▶ **ABOUT THIS TASK**
Retype the records below exactly as they appear.

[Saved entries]
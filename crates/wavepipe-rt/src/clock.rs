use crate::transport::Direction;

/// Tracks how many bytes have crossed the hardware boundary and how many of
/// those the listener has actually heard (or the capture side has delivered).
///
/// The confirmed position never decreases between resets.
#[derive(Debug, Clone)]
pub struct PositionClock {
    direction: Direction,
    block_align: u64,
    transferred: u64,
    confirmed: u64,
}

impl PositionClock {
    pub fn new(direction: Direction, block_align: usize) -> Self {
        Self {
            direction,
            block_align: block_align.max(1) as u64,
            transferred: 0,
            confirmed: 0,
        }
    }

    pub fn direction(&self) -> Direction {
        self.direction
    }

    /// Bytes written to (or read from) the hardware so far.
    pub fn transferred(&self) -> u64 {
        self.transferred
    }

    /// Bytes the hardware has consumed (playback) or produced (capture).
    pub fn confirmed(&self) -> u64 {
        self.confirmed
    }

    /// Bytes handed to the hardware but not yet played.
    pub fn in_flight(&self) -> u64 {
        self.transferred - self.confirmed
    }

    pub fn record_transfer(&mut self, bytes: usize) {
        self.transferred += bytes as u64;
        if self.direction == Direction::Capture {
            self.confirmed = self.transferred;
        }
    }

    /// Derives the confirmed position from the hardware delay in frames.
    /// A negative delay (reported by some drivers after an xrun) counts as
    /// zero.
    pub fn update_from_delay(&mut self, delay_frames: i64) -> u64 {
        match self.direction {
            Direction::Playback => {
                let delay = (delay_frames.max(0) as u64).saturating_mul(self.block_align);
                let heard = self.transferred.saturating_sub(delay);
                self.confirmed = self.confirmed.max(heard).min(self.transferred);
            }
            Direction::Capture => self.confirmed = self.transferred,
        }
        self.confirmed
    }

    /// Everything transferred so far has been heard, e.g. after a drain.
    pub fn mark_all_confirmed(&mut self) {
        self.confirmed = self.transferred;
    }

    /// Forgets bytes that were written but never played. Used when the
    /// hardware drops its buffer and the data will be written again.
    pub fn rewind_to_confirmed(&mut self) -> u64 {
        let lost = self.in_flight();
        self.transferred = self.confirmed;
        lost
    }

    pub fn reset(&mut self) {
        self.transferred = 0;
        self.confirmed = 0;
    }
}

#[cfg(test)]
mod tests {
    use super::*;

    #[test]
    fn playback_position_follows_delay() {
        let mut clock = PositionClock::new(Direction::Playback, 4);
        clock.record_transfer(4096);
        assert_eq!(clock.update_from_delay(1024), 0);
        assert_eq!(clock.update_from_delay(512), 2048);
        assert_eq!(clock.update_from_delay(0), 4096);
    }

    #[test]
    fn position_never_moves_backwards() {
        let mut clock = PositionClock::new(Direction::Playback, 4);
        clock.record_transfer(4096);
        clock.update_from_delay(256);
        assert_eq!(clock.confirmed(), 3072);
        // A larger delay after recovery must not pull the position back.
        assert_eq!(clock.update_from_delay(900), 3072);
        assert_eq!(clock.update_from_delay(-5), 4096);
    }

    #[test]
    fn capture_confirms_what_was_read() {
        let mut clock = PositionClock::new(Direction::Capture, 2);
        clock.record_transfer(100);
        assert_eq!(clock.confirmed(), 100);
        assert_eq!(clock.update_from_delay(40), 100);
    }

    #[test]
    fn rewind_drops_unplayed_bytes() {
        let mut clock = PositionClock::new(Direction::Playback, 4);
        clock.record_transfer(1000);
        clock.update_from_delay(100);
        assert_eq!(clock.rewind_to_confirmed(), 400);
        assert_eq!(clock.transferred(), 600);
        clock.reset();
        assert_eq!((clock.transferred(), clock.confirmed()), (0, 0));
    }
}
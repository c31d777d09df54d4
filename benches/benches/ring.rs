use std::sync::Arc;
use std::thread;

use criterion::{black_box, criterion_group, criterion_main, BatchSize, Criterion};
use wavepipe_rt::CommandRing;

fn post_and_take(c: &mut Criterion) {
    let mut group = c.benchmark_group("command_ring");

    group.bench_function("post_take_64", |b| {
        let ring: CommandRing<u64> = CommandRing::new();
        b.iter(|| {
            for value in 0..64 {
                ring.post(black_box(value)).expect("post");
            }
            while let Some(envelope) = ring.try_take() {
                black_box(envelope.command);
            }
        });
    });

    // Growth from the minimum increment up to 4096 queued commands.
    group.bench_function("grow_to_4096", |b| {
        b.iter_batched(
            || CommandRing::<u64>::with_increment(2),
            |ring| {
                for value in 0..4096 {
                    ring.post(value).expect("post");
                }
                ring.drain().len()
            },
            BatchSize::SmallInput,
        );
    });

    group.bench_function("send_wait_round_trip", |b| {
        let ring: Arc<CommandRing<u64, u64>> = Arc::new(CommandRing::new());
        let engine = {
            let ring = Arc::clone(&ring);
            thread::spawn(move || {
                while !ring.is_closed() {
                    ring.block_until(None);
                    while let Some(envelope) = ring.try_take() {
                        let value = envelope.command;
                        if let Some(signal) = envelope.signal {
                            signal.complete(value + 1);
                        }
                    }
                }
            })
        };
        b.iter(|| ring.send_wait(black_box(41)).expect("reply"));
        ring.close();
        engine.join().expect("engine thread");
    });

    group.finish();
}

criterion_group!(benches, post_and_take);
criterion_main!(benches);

▶ **WRITTEN SOLUTION**
filename crates/wavepipe-rt/src/clock.rs
use crate::transport::Direction;

/// Tracks how many bytes have crossed the hardware boundary and how many of
/// those the listener has actually heard (or the capture side has delivered).
///
/// The confirmed position never decreases between resets.
#[derive(Debug, Clone)]
pub struct PositionClock {
    direction: Direction,
    block_align: u64,
    transferred: u64,
    confirmed: u64,
}

impl PositionClock {
    pub fn new(direction: Direction, block_align: usize) -> Self {
        Self {
            direction,
            block_align: block_align.max(1) as u64,
            transferred: 0,
            confirmed: 0,
        }
    }

    pub fn direction(&self) -> Direction {
        self.direction
    }

    /// Bytes written to (or read from) the hardware so far.
    pub fn transferred(&self) -> u64 {
        self.transferred
    }

    /// Bytes the hardware has consumed (playback) or produced (capture).
    pub fn confirmed(&self) -> u64 {
        self.confirmed
    }

    /// Bytes handed to the hardware but not yet played.
    pub fn in_flight(&self) -> u64 {
        self.transferred - self.confirmed
    }

    pub fn record_transfer(&mut self, bytes: usize) {
        self.transferred += bytes as u64;
        if self.direction == Direction::Capture {
            self.confirmed = self.transferred;
        }
    }

    /// Derives the confirmed position from the hardware delay in frames.
    /// A negative delay (reported by some drivers after an xrun) counts as
    /// zero.
    pub fn update_from_delay(&mut self, delay_frames: i64) -> u64 {
        match self.direction {
            Direction::Playback => {
                let delay = (delay_frames.max(0) as u64).saturating_mul(self.block_align);
                let heard = self.transferred.saturating_sub(delay);
                self.confirmed = self.confirmed.max(heard).min(self.transferred);
            }
            Direction::Capture => self.confirmed = self.transferred,
        }
        self.confirmed
    }

    /// Everything transferred so far has been heard, e.g. after a drain.
    pub fn mark_all_confirmed(&mut self) {
        self.confirmed = self.transferred;
    }

    /// Forgets bytes that were written but never played. Used when the
    /// hardware drops its buffer and the data will be written again.
    pub fn rewind_to_confirmed(&mut self) -> u64 {
        let lost = self.in_flight();
        self.transferred = self.confirmed;
        lost
    }

    pub fn reset(&mut self) {
        self.transferred = 0;
        self.confirmed = 0;
    }
}

#[cfg(test)]
mod tests {
    use super::*;

    #[test]
    fn playback_position_follows_delay() {
        let mut clock = PositionClock::new(Direction::Playback, 4);
        clock.record_transfer(4096);
        assert_eq!(clock.update_from_delay(1024), 0);
        assert_eq!(clock.update_from_delay(512), 2048);
        assert_eq!(clock.update_from_delay(0), 4096);
    }

    #[test]
    fn position_never_moves_backwards() {
        let mut clock = PositionClock::new(Direction::Playback, 4);
        clock.record_transfer(4096);
        clock.update_from_delay(256);
        assert_eq!(clock.confirmed(), 3072);
        // A larger delay after recovery must not pull the position back.
        assert_eq!(clock.update_from_delay(900), 3072);
        assert_eq!(clock.update_from_delay(-5), 4096);
    }

    #[test]
    fn capture_confirms_what_was_read() {
        let mut clock = PositionClock::new(Direction::Capture, 2);
        clock.record_transfer(100);
        assert_eq!(clock.confirmed(), 100);
        assert_eq!(clock.update_from_delay(40), 100);
    }

    #[test]
    fn rewind_drops_unplayed_bytes() {
        let mut clock = PositionClock::new(Direction::Playback, 4);
        clock.record_transfer(1000);
        clock.update_from_delay(100);
        assert_eq!(clock.rewind_to_confirmed(), 400);
        assert_eq!(clock.transferred(), 600);
        clock.reset();
        assert_eq!((clock.transferred(), clock.confirmed()), (0, 0));
    }
}
repository c31d777d09df54d4
filename benches/benches/ring.rs
use std::sync::Arc;
use std::thread;

use criterion::{black_box, criterion_group, criterion_main, BatchSize, Criterion};
use wavepipe_rt::CommandRing;

fn post_and_take(c: &mut Criterion) {
    let mut group = c.benchmark_group("command_ring");

    group.bench_function("post_take_64", |b| {
        let ring: CommandRing<u64> = CommandRing::new();
        b.iter(|| {
            for value in 0..64 {
                ring.post(black_box(value)).expect("post");
            }
            while let Some(envelope) = ring.try_take() {
                black_box(envelope.command);
            }
        });
    });

    // Growth from the minimum increment up to 4096 queued commands.
    group.bench_function("grow_to_4096", |b| {
        b.iter_batched(
            || CommandRing::<u64>::with_increment(2),
            |ring| {
                for value in 0..4096 {
                    ring.post(value).expect("post");
                }
                ring.drain().len()
            },
            BatchSize::SmallInput,
        );
    });

    group.bench_function("send_wait_round_trip", |b| {
        let ring: Arc<CommandRing<u64, u64>> = Arc::new(CommandRing::new());
        let engine = {
            let ring = Arc::clone(&ring);
            thread::spawn(move || {
                while !ring.is_closed() {
                    ring.block_until(None);
                    while let Some(envelope) = ring.try_take() {
                        let value = envelope.command;
                        if let Some(signal) = envelope.signal {
                            signal.complete(value + 1);
                        }
                    }
                }
            })
        };
        b.iter(|| ring.send_wait(black_box(41)).expect("reply"));
        ring.close();
        engine.join().expect("engine thread");
    });

    group.finish();
}

criterion_group!(benches, post_and_take);
criterion_main!(benches);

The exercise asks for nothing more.